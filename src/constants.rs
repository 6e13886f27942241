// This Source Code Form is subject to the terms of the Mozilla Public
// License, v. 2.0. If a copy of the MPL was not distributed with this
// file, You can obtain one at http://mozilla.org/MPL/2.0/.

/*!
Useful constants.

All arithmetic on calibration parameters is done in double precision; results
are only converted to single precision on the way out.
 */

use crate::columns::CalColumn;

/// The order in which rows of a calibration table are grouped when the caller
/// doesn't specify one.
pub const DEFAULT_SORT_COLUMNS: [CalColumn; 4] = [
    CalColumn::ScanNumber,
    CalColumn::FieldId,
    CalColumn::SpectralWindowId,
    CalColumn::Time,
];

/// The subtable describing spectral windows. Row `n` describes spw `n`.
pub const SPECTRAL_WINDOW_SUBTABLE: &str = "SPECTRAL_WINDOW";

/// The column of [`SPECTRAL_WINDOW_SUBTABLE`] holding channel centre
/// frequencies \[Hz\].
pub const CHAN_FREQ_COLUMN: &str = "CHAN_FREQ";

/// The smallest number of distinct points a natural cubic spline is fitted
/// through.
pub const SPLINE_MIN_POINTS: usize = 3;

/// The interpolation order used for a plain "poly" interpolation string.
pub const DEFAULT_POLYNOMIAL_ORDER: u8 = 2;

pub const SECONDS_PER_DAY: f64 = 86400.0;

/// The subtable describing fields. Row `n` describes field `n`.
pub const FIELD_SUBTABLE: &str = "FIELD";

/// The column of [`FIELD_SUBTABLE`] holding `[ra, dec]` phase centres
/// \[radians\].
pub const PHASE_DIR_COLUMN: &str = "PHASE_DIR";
⁂
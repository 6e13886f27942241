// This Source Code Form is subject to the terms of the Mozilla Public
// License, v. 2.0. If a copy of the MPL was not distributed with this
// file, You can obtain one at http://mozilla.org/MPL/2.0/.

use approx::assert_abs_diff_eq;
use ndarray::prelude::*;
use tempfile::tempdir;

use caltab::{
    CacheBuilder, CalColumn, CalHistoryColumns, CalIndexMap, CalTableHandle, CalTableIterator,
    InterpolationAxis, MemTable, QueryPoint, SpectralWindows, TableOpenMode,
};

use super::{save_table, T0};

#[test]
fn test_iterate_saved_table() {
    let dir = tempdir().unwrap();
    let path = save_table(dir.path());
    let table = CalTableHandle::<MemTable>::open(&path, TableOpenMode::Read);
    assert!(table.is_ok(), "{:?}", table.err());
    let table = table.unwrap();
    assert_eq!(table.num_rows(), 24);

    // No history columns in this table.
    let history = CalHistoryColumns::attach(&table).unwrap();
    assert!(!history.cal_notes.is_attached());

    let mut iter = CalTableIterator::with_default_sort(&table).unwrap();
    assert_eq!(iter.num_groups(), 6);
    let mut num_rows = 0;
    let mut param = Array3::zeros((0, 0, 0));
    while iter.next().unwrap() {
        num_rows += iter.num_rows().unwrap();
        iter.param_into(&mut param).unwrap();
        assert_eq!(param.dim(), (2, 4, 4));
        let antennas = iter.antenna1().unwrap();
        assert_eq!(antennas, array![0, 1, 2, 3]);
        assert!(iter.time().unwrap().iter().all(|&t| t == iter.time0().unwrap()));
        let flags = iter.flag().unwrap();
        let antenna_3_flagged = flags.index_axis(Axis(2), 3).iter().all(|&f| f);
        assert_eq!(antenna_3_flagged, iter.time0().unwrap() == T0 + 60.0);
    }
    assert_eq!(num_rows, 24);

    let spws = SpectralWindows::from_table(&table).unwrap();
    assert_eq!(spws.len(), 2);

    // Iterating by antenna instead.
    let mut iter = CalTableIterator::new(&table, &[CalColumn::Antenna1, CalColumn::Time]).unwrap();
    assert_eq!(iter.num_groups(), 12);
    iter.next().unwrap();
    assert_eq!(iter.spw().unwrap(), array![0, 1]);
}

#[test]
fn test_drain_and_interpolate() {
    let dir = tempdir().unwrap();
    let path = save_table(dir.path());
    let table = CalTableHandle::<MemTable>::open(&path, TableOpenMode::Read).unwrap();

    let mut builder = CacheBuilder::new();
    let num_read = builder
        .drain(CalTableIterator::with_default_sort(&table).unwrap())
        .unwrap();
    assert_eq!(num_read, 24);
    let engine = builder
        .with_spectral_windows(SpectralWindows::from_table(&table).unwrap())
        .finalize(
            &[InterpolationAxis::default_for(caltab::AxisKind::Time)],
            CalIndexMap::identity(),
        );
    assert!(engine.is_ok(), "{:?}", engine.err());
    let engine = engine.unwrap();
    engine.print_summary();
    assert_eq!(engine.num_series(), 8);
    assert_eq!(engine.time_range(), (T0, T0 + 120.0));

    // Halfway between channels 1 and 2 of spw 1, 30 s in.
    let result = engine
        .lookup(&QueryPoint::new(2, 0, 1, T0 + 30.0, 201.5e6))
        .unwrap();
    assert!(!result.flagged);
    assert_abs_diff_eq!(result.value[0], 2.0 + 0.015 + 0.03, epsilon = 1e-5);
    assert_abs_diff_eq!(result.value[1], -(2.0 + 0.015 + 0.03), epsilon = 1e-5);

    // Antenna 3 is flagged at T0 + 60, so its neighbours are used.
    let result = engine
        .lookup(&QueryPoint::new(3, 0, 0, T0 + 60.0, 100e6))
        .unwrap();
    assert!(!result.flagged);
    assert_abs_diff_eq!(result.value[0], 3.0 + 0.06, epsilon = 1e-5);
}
⁂
*Problem statement*: Pull every line containing "CalTableHandle" out of the entries.

*Result for this exercise*:
    CacheBuilder, CalColumn, CalHistoryColumns, CalIndexMap, CalTableHandle, CalTableIterator,
    let table = CalTableHandle::<MemTable>::open(&path, TableOpenMode::Read);
    let table = CalTableHandle::<MemTable>::open(&path, TableOpenMode::Read).unwrap();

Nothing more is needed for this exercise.